If The Competitive Firm Depicted In This Diagram Produces Output Q It Will

In the long run we should expect. This preview has intentionally blurred sections.

8 2 How Perfectly Competitive Firms Make Output Decisions

If a firm is in a competitive market and produces at q2 its average costs will be ac2.

If the competitive firm depicted in this diagram produces output q it will. The diagrams portray short run equilibrium but not long run equilibrium. Earn a normal profit. Refer to the above diagram.

Earn an economic profit. Achieve productive efficiency but not allocative efficiency. In industries with high fixed costs it can be more efficient to have a monopoly than several small firms.
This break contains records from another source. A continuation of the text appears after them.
use crate::config::types::{Result, RunnerError};

/// Languages with a built-in preset
#[derive(Debug, Clone, Copy, PartialEq, Eq, Hash)]
pub enum Language {
    Assembly,
    Ats,
    Bash,
    C,
    Clisp,
    Clojure,
    Cobol,
    CoffeeScript,
    Cpp,
    Crystal,
    Csharp,
    D,
    Dart,
    Elixir,
    Elm,
    Erlang,
    Fsharp,
    Go,
    Groovy,
    Guile,
    Hare,
    Haskell,
    Idris,
    Java,
    JavaScript,
    Julia,
    Kotlin,
    Lua,
    Mercury,
    Nim,
    Nix,
    Ocaml,
    Pascal,
    Perl,
    Php,
    Python,
    Raku,
    Ruby,
    Rust,
    Sac,
    Scala,
    Swift,
    TypeScript,
    Zig,
}

impl Language {
    pub const ALL: [Language; 44] = [
        Language::Assembly,
        Language::Ats,
        Language::Bash,
        Language::C,
        Language::Clisp,
        Language::Clojure,
        Language::Cobol,
        Language::CoffeeScript,
        Language::Cpp,
        Language::Crystal,
        Language::Csharp,
        Language::D,
        Language::Dart,
        Language::Elixir,
        Language::Elm,
        Language::Erlang,
        Language::Fsharp,
        Language::Go,
        Language::Groovy,
        Language::Guile,
        Language::Hare,
        Language::Haskell,
        Language::Idris,
        Language::Java,
        Language::JavaScript,
        Language::Julia,
        Language::Kotlin,
        Language::Lua,
        Language::Mercury,
        Language::Nim,
        Language::Nix,
        Language::Ocaml,
        Language::Pascal,
        Language::Perl,
        Language::Php,
        Language::Python,
        Language::Raku,
        Language::Ruby,
        Language::Rust,
        Language::Sac,
        Language::Scala,
        Language::Swift,
        Language::TypeScript,
        Language::Zig,
    ];

    /// Canonical lower-case name used in requests
    pub fn name(self) -> &'static str {
        match self {
            Language::Assembly => "assembly",
            Language::Ats => "ats",
            Language::Bash => "bash",
            Language::C => "c",
            Language::Clisp => "clisp",
            Language::Clojure => "clojure",
            Language::Cobol => "cobol",
            Language::CoffeeScript => "coffeescript",
            Language::Cpp => "cpp",
            Language::Crystal => "crystal",
            Language::Csharp => "csharp",
            Language::D => "d",
            Language::Dart => "dart",
            Language::Elixir => "elixir",
            Language::Elm => "elm",
            Language::Erlang => "erlang",
            Language::Fsharp => "fsharp",
            Language::Go => "go",
            Language::Groovy => "groovy",
            Language::Guile => "guile",
            Language::Hare => "hare",
            Language::Haskell => "haskell",
            Language::Idris => "idris",
            Language::Java => "java",
            Language::JavaScript => "javascript",
            Language::Julia => "julia",
            Language::Kotlin => "kotlin",
            Language::Lua => "lua",
            Language::Mercury => "mercury",
            Language::Nim => "nim",
            Language::Nix => "nix",
            Language::Ocaml => "ocaml",
            Language::Pascal => "pascal",
            Language::Perl => "perl",
            Language::Php => "php",
            Language::Python => "python",
            Language::Raku => "raku",
            Language::Ruby => "ruby",
            Language::Rust => "rust",
            Language::Sac => "sac",
            Language::Scala => "scala",
            Language::Swift => "swift",
            Language::TypeScript => "typescript",
            Language::Zig => "zig",
        }
    }

    /// Look a language up by canonical name or common alias, ignoring case
    pub fn from_name(name: &str) -> Result<Self> {
        let wanted = name.trim().to_ascii_lowercase();

        let alias = match wanted.as_str() {
            "asm" | "nasm" => Some(Language::Assembly),
            "sh" => Some(Language::Bash),
            "lisp" | "commonlisp" => Some(Language::Clisp),
            "c++" | "cxx" | "cc" => Some(Language::Cpp),
            "c#" | "cs" => Some(Language::Csharp),
            "f#" | "fs" => Some(Language::Fsharp),
            "golang" => Some(Language::Go),
            "scheme" => Some(Language::Guile),
            "js" | "node" => Some(Language::JavaScript),
            "py" | "python3" => Some(Language::Python),
            "rb" => Some(Language::Ruby),
            "rs" => Some(Language::Rust),
            "ts" => Some(Language::TypeScript),
            _ => None,
        };

        alias
            .or_else(|| Language::ALL.iter().copied().find(|l| l.name() == wanted))
            .ok_or_else(|| RunnerError::Validation(format!("unsupported language: {}", name)))
    }

    /// Extension of additional source files passed to the build step
    pub fn source_extension(self) -> Option<&'static str> {
        match self {
            Language::Ats => Some("dats"),
            Language::C | Language::Sac => Some("c"),
            Language::Cobol => Some("cob"),
            Language::Cpp => Some("cpp"),
            Language::Csharp => Some("cs"),
            Language::D => Some("d"),
            Language::Elixir => Some("ex"),
            Language::Erlang => Some("erl"),
            Language::Fsharp => Some("fs"),
            Language::Mercury => Some("m"),
            Language::Ocaml => Some("ml"),
            Language::Scala => Some("scala"),
            Language::Swift => Some("swift"),
            Language::TypeScript => Some("ts"),
            _ => None,
        }
    }
}

impl std::fmt::Display for Language {
    fn fmt(&self, f: &mut std::fmt::Formatter<'_>) -> std::fmt::Result {
        f.write_str(self.name())
    }
}
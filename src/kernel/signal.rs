/// Async-safe signal handling
/// SIGINT, SIGTERM and SIGHUP only flip atomics here; the executor polls the
/// shutdown flag while waiting and tears the running command down itself.
/// Handlers are installed without SA_RESTART so a blocking read returns EINTR
/// and the caller gets to look at the flag.
use log::debug;
use nix::sys::signal::{self, SaFlags, SigAction, SigHandler, SigSet, Signal};
use std::sync::atomic::{AtomicBool, AtomicI32, Ordering};

/// Global shutdown flag (async-safe atomic)
static SHUTDOWN_REQUESTED: AtomicBool = AtomicBool::new(false);

/// Last signal received, 0 if none
static SIGNAL_RECEIVED: AtomicI32 = AtomicI32::new(0);

/// Signal handler state
pub struct SignalHandler;

impl SignalHandler {
    /// Install handlers for SIGINT, SIGTERM, SIGHUP.
    /// Must be called before any command is spawned.
    pub fn init() -> Result<Self, String> {
        let sig_action = SigAction::new(
            SigHandler::Handler(Self::signal_handler),
            SaFlags::empty(),
            SigSet::empty(),
        );

        for sig in [Signal::SIGINT, Signal::SIGTERM, Signal::SIGHUP] {
            // SAFETY: the handler only performs atomic stores.
            unsafe {
                signal::sigaction(sig, &sig_action)
                    .map_err(|e| format!("Failed to install {} handler: {}", sig.as_str(), e))?;
            }
        }

        debug!("Signal handlers installed (SIGINT, SIGTERM, SIGHUP)");
        Ok(Self)
    }

    /// No allocations, no locks, no I/O
    extern "C" fn signal_handler(signal: libc::c_int) {
        SIGNAL_RECEIVED.store(signal, Ordering::SeqCst);
        SHUTDOWN_REQUESTED.store(true, Ordering::SeqCst);
    }

    /// Flag handed to the executor for cancellation polling
    pub fn shutdown_flag(&self) -> &'static AtomicBool {
        &SHUTDOWN_REQUESTED
    }

    /// Checked between blocking reads, which return EINTR on delivery
    pub fn shutdown_requested(&self) -> bool {
        SHUTDOWN_REQUESTED.load(Ordering::SeqCst)
    }

    /// Signal that requested shutdown, if any
    pub fn received_signal(&self) -> Option<Signal> {
        match SIGNAL_RECEIVED.load(Ordering::SeqCst) {
            0 => None,
            raw => Signal::try_from(raw).ok(),
        }
    }

    /// Conventional shell exit status for death by the received signal
    pub fn exit_status(&self) -> Option<i32> {
        self.received_signal().map(|sig| 128 + sig as i32)
    }
}

#[cfg(test)]
mod tests {
    use super::*;

    #[test]
    fn test_signal_handler_init() {
        assert!(SignalHandler::init().is_ok());
    }

    #[test]
    fn test_handler_sets_flag_and_signal() {
        let handler = SignalHandler::init().unwrap();

        SignalHandler::signal_handler(libc::SIGTERM);
        assert!(handler.shutdown_requested());
        assert!(handler.shutdown_flag().load(Ordering::SeqCst));
        assert_eq!(handler.received_signal(), Some(Signal::SIGTERM));
        assert_eq!(handler.exit_status(), Some(143));

        SHUTDOWN_REQUESTED.store(false, Ordering::SeqCst);
        SIGNAL_RECEIVED.store(0, Ordering::SeqCst);
        assert_eq!(handler.received_signal(), None);
    }
}
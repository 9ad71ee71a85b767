//! Utilities
//!
//! Cross-cutting helpers for output collection.

pub mod output;
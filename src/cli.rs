use crate::config::loader::ConfigOverrides;
use crate::config::types::RunnerConfig;
use crate::config::validator::validate_config;
use crate::core::pipeline::{Pipeline, PipelineSettings};
use crate::exec::executor::ProcessExecutor;
use crate::kernel::process_group;
use crate::kernel::signal::SignalHandler;
use crate::protocol::{self, Response};
use crate::safety::workspace::{UuidNames, WorkspaceManager};
use anyhow::{Context, Result};
use clap::Parser;
use std::io::{ErrorKind, Read, Write};
use std::path::PathBuf;

/// Reads one JSON request from stdin, builds and runs the code, and writes
/// the JSON result to stdout.
#[derive(Parser, Debug)]
#[command(author, version, about, long_about = None)]
pub struct Cli {
    /// JSON configuration file
    #[arg(long, value_name = "FILE")]
    config: Option<PathBuf>,
    /// Directory under which per-request workspaces are created
    #[arg(long, value_name = "DIR")]
    path: Option<PathBuf>,
    /// Run command lines through `sh -c` instead of the built-in tokenizer
    #[arg(long)]
    shell: bool,
    /// Wall clock limit for each build command, in seconds
    #[arg(long, value_name = "SECS")]
    build_timeout: Option<u64>,
    /// Wall clock limit for the run command, in seconds
    #[arg(long, value_name = "SECS")]
    run_timeout: Option<u64>,
    /// Capture limit for each of stdout and stderr, in bytes
    #[arg(long, value_name = "BYTES")]
    max_output: Option<usize>,
    /// Skip unpacking the bootstrap archive
    #[arg(long)]
    no_bootstrap: bool,
    /// Include the command duration in nanoseconds in the response
    #[arg(long)]
    report_duration: bool,
    /// Debug logging on stderr (RUST_LOG takes precedence)
    #[arg(short, long)]
    verbose: bool,
}

impl Cli {
    fn overrides(&self) -> ConfigOverrides {
        ConfigOverrides {
            workspace_root: self.path.clone(),
            shell: self.shell,
            build_timeout_secs: self.build_timeout,
            run_timeout_secs: self.run_timeout,
            max_output_bytes: self.max_output,
            no_bootstrap: self.no_bootstrap,
            report_duration: self.report_duration,
        }
    }

    /// Config file (or defaults) with command line overrides applied
    fn resolve_config(&self) -> Result<RunnerConfig> {
        let mut config = match &self.config {
            Some(path) => RunnerConfig::load_from_file(path)?,
            None => RunnerConfig::default(),
        };
        self.overrides().apply(&mut config);

        let validation = validate_config(&config)?;
        for warning in validation.warnings {
            log::warn!("Configuration warning: {}", warning);
        }
        Ok(config)
    }
}

fn init_logging(verbose: bool) {
    let default_filter = if verbose { "debug" } else { "warn" };
    env_logger::Builder::from_env(env_logger::Env::default().default_filter_or(default_filter))
        .target(env_logger::Target::Stderr)
        .init();
}

/// Read the whole request, giving up when a shutdown signal arrives first
fn read_request(signals: &SignalHandler) -> Result<Option<Vec<u8>>> {
    let mut stdin = std::io::stdin().lock();
    let mut input = Vec::new();
    let mut chunk = [0u8; 8192];

    loop {
        if signals.shutdown_requested() {
            return Ok(None);
        }
        match stdin.read(&mut chunk) {
            Ok(0) => return Ok(Some(input)),
            Ok(n) => input.extend_from_slice(&chunk[..n]),
            Err(e) if e.kind() == ErrorKind::Interrupted => {}
            Err(e) => return Err(e).context("Failed to read request from stdin"),
        }
    }
}

/// Everything between argument parsing and writing the response.
/// Returns the response and, if a signal cancelled the request, the exit status for it.
fn serve(cli: &Cli) -> Result<(Response, Option<i32>)> {
    let signals = SignalHandler::init().map_err(anyhow::Error::msg)?;
    if let Err(e) = process_group::become_subreaper() {
        log::warn!("Cannot become child subreaper, escaped processes may outlive commands: {}", e);
    }
    let config = cli.resolve_config()?;
    log::debug!("Runner config: {:?}", config);

    let Some(input) = read_request(&signals)? else {
        let name = signals.received_signal().map_or("signal", |sig| sig.as_str());
        log::warn!("Interrupted by {} while reading the request", name);
        let response = Response::failure(format!("Cancelled by {} before the request was read", name));
        return Ok((response, signals.exit_status()));
    };

    let workspaces = WorkspaceManager::new(
        config.workspace_root.clone(),
        config.workspace_prefix.clone(),
        Box::new(UuidNames),
    )?;
    let executor = ProcessExecutor::new(config.command_mode, config.max_output_bytes)
        .with_cancellation(signals.shutdown_flag());
    let pipeline = Pipeline::new(executor, workspaces, PipelineSettings::from_config(&config));

    let response = protocol::handle(&input, &pipeline);

    if let Some(signal) = signals.received_signal() {
        log::warn!("Request interrupted by {}", signal.as_str());
    }
    Ok((response, signals.exit_status()))
}

fn write_response(response: &Response) -> Result<()> {
    let mut stdout = std::io::stdout().lock();
    stdout
        .write_all(&response.body)
        .and_then(|()| stdout.write_all(b"\n"))
        .and_then(|()| stdout.flush())
        .context("Failed to write response to stdout")
}

pub fn run() -> Result<()> {
    let cli = Cli::parse();
    init_logging(cli.verbose);

    let (response, signal_status) = match serve(&cli) {
        Ok(outcome) => outcome,
        Err(e) => {
            log::error!("{:#}", e);
            (Response::failure(format!("{:#}", e)), None)
        }
    };

    write_response(&response)?;

    let status = signal_status.unwrap_or(response.status);
    if status != 0 {
        std::process::exit(status);
    }
    Ok(())
}
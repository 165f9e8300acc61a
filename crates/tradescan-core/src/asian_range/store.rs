use std::collections::HashMap;
use std::sync::Arc;

use parking_lot::RwLock;

use super::AsianRangeReference;
use crate::{Symbol, UtcDateTime};

#[derive(Debug, Clone)]
struct Slot {
    reference: Option<AsianRangeReference>,
    last_attempt: UtcDateTime,
}

/// Latest Asian-range reference per symbol.
///
/// Readers get clones; each write takes the lock for a single symbol update, so a
/// batch refresh publishes results one symbol at a time.
#[derive(Debug, Clone, Default)]
pub struct AsianRangeStore {
    slots: Arc<RwLock<HashMap<Symbol, Slot>>>,
}

impl AsianRangeStore {
    pub fn new() -> Self {
        Self::default()
    }

    pub fn get(&self, symbol: &Symbol) -> Option<AsianRangeReference> {
        self.slots
            .read()
            .get(symbol)
            .and_then(|slot| slot.reference.clone())
    }

    pub fn record_success(&self, reference: AsianRangeReference, attempted_at: UtcDateTime) {
        self.slots.write().insert(
            reference.symbol.clone(),
            Slot {
                reference: Some(reference),
                last_attempt: attempted_at,
            },
        );
    }

    /// Note a failed attempt. A previously stored reference is kept.
    pub fn record_failure(&self, symbol: &Symbol, attempted_at: UtcDateTime) {
        let mut slots = self.slots.write();
        slots
            .entry(symbol.clone())
            .and_modify(|slot| slot.last_attempt = attempted_at)
            .or_insert(Slot {
                reference: None,
                last_attempt: attempted_at,
            });
    }

    /// Whether `symbol` should be recomputed at `now`.
    ///
    /// Unknown symbols are stale. A missing or expired reference is stale once
    /// `retry_failed_after` has passed since the last attempt.
    pub fn is_stale(
        &self,
        symbol: &Symbol,
        now: UtcDateTime,
        max_age: time::Duration,
        retry_failed_after: time::Duration,
    ) -> bool {
        let slots = self.slots.read();
        let Some(slot) = slots.get(symbol) else {
            return true;
        };

        let fresh = slot
            .reference
            .as_ref()
            .is_some_and(|reference| reference.computed_at.elapsed_until(now) < max_age);
        if fresh {
            return false;
        }

        slot.last_attempt.elapsed_until(now) >= retry_failed_after
    }

    pub fn stale_symbols(
        &self,
        symbols: &[Symbol],
        now: UtcDateTime,
        max_age: time::Duration,
        retry_failed_after: time::Duration,
    ) -> Vec<Symbol> {
        let mut seen = std::collections::HashSet::new();
        symbols
            .iter()
            .filter(|symbol| seen.insert(*symbol))
            .filter(|symbol| self.is_stale(symbol, now, max_age, retry_failed_after))
            .cloned()
            .collect()
    }

    /// Symbols with any recorded attempt.
    pub fn tracked(&self) -> usize {
        self.slots.read().len()
    }

    /// Symbols with a stored reference.
    pub fn resolved(&self) -> usize {
        self.slots
            .read()
            .values()
            .filter(|slot| slot.reference.is_some())
            .count()
    }

    pub fn clear(&self) {
        self.slots.write().clear();
    }
}
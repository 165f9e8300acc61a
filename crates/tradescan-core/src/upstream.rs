//! Shared GET path for provider adapters: cache, then rate limit, then retried transport.

use std::sync::Arc;
use std::time::Duration;

use crate::cache::TtlCache;
use crate::data_source::SourceError;
use crate::http_client::{HttpAuth, HttpClient, HttpError, HttpRequest, HttpResponse};
use crate::retry::RetryConfig;
use crate::throttling::Throttle;

/// Cached, throttled and retried access to one upstream provider.
#[derive(Clone)]
pub struct Upstream {
    name: &'static str,
    http_client: Arc<dyn HttpClient>,
    cache: TtlCache<String>,
    throttle: Throttle,
    retry: RetryConfig,
    auth: HttpAuth,
}

impl std::fmt::Debug for Upstream {
    fn fmt(&self, f: &mut std::fmt::Formatter<'_>) -> std::fmt::Result {
        f.debug_struct("Upstream")
            .field("name", &self.name)
            .field("throttle", &self.throttle)
            .field("retry", &self.retry)
            .field("auth", &self.auth)
            .finish_non_exhaustive()
    }
}

impl Upstream {
    pub fn new(
        name: &'static str,
        http_client: Arc<dyn HttpClient>,
        cache: TtlCache<String>,
        throttle: Throttle,
    ) -> Self {
        Self {
            name,
            http_client,
            cache,
            throttle,
            retry: RetryConfig::default(),
            auth: HttpAuth::None,
        }
    }

    pub fn with_retry(mut self, retry: RetryConfig) -> Self {
        self.retry = retry;
        self
    }

    pub fn with_auth(mut self, auth: HttpAuth) -> Self {
        self.auth = auth;
        self
    }

    pub fn name(&self) -> &'static str {
        self.name
    }

    pub fn cache(&self) -> &TtlCache<String> {
        &self.cache
    }

    /// Body of a successful GET, served from cache when a fresh copy exists.
    pub async fn get_cached(
        &self,
        cache_key: &str,
        request: HttpRequest,
        ttl_override: Option<Duration>,
    ) -> Result<String, SourceError> {
        self.cache
            .get_or_try_insert_with(cache_key, ttl_override, || self.get(request))
            .await
    }

    /// Uncached GET. Every attempt takes its own rate-limit permit; running out of
    /// local budget ends the call without retrying.
    pub async fn get(&self, request: HttpRequest) -> Result<String, SourceError> {
        let request = request.with_auth(&self.auth);
        let max_attempts = self.retry.max_attempts();
        let mut attempt = 0;

        loop {
            self.throttle.acquire().await?;

            let outcome = match tokio::time::timeout(
                request.timeout,
                self.http_client.execute(request.clone()),
            )
            .await
            {
                Ok(outcome) => outcome,
                Err(_) => Err(HttpError::timeout(format!(
                    "{} request timed out after {}ms",
                    self.name,
                    request.timeout.as_millis()
                ))),
            };

            let has_attempts_left = attempt + 1 < max_attempts;
            match outcome {
                Ok(response) if response.is_success() => return Ok(response.body),
                Ok(response) => {
                    if has_attempts_left && self.retry.should_retry_status(response.status) {
                        tracing::warn!(
                            upstream = self.name,
                            status = response.status,
                            attempt = attempt + 1,
                            "retrying upstream request after error status"
                        );
                    } else {
                        return Err(self.status_error(&response));
                    }
                }
                Err(error) => {
                    if has_attempts_left && self.retry.should_retry_error(&error) {
                        tracing::warn!(
                            upstream = self.name,
                            error = error.message(),
                            attempt = attempt + 1,
                            "retrying upstream request after transport error"
                        );
                    } else {
                        return Err(self.transport_error(&error));
                    }
                }
            }

            tokio::time::sleep(self.retry.delay_for_attempt(attempt)).await;
            attempt += 1;
        }
    }

    fn status_error(&self, response: &HttpResponse) -> SourceError {
        match response.status {
            429 => SourceError::rate_limited(
                format!("{} upstream rate limit reached", self.name),
                response.retry_after,
            ),
            // The caller's request was valid; a rejection is the provider's failure.
            status => SourceError::unavailable(format!(
                "{} upstream returned status {status}",
                self.name
            )),
        }
    }

    fn transport_error(&self, error: &HttpError) -> SourceError {
        if error.retryable() {
            SourceError::unavailable(format!("{} transport error: {}", self.name, error.message()))
        } else {
            SourceError::internal(format!("{} transport error: {}", self.name, error.message()))
        }
    }
}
Refer to the above diagram. C the firms goal is to charge a high price and make a small profit rather than a low price and no profit. The diagrams portray long run equilibrium but not short run equilibrium.

Earn a normal profit. Refer to the above diagrams which pertain to a purely competitive firm producing output q and the industry in which it operates. Achieve productive efficiency but not allocative efficiency.

Earn an economic profit. If this competitive firm produces output q it will. If this competitive firm produces output q it will.

Achieve productive efficiency but not allocative efficiency. A purely competitive firm is precluded from making economic profits in the long run because. Suffer an economic loss.

Of unimpeded entry to the industry. Earn an economic profit. B what price will the firm charge to sell the output indicated in question a.

B although its average cost of production is lower when the firm produces q g units to be able to sell its output the firm will have to charge a price below average cost resulting in a loss. Earn a normal profit. Refer to the above diagrams which pertain to a purely competitive firm producing output q and the industry in which it operates.

D what is the firms total profit or loss at the profit maximizing or loss minimizing quantity. Refer to the above diagram. Demand is relatively elastic.

Suppose losses cause industry x to contract and as a result the prices of relevant inputs decline. 100 point if the competitive firm depicted in this diagram produces output q it will suffer an economic loss. Refer to the diagram.

Suffer an economic loss. For a profit maximizing firm in a perfectly competitive. If the competitive firm depicted in this diagram produces output q it will a.

Firms tot leave the industry market supply to fall and product price to rise. C what is the total cost to produce the profit maximizing or loss minimizing quantity. A monopoly can increase output to q1 and benefit from lower long run average costs ac1.

Sign up to view the full version. E the monopolistically competitive firm depicted in the diagram is. Market it will choose the output where price is equal to marginal cost.

Pmrar only true in perfectly competitive market 2 condition for profit maximization is mrmc true in any type of market 3 combine these two results together. The diagrams portray both long run and short run equilibrium.